◆ AIM OF THE EXERCISE: Report every line from the material that contains the word "Debug".

◆ MATERIAL FOR THIS TASK:
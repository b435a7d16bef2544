//! Events delivered to broker subscribers.

use std::sync::Arc;
use std::time::Duration;

use fm_core::types::{Candle, Env, Trade};

/// One decoded candle update.
#[derive(Debug, Clone, PartialEq)]
pub struct CandleUpdate {
    pub env: Env,
    pub market: String,
    pub candle: Candle,
    /// Upstream sequence of the frame, if stamped.
    pub slot: Option<u64>,
    /// Local epoch ms when the frame was read off the socket.
    pub received_at_ms: u64,
}

/// Trades bundled with one update frame, oldest first.
#[derive(Debug, Clone, PartialEq)]
pub struct TradeBatch {
    pub env: Env,
    pub market: String,
    pub trades: Vec<Trade>,
    pub slot: Option<u64>,
    pub received_at_ms: u64,
}

/// Feed health as a consumer should present it.
#[derive(Debug, Clone, PartialEq, Eq)]
pub enum FeedStatus {
    /// Transport dropped; data resumes after `delay`.
    Reconnecting { attempt: u32, delay: Duration },
    /// Upstream subscription was recreated. Sequence numbers restart, so
    /// consumers reset their guards.
    Resubscribed,
    /// Recoverable problem (bad frame, upstream error, invalid candle).
    Error(String),
    /// Reconnect budget exhausted; the feed is down until refreshed.
    Unavailable(String),
    /// Connection closed and not reconnecting on its own.
    Closed,
}

#[derive(Debug, Clone)]
pub enum FeedEvent {
    Candle(CandleUpdate),
    Trades(Arc<TradeBatch>),
    Status(FeedStatus),
}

◆ SOLVED PROBLEM:
#[derive(Debug, Clone, PartialEq)]
#[derive(Debug, Clone, PartialEq)]
#[derive(Debug, Clone, PartialEq, Eq)]
#[derive(Debug, Clone)]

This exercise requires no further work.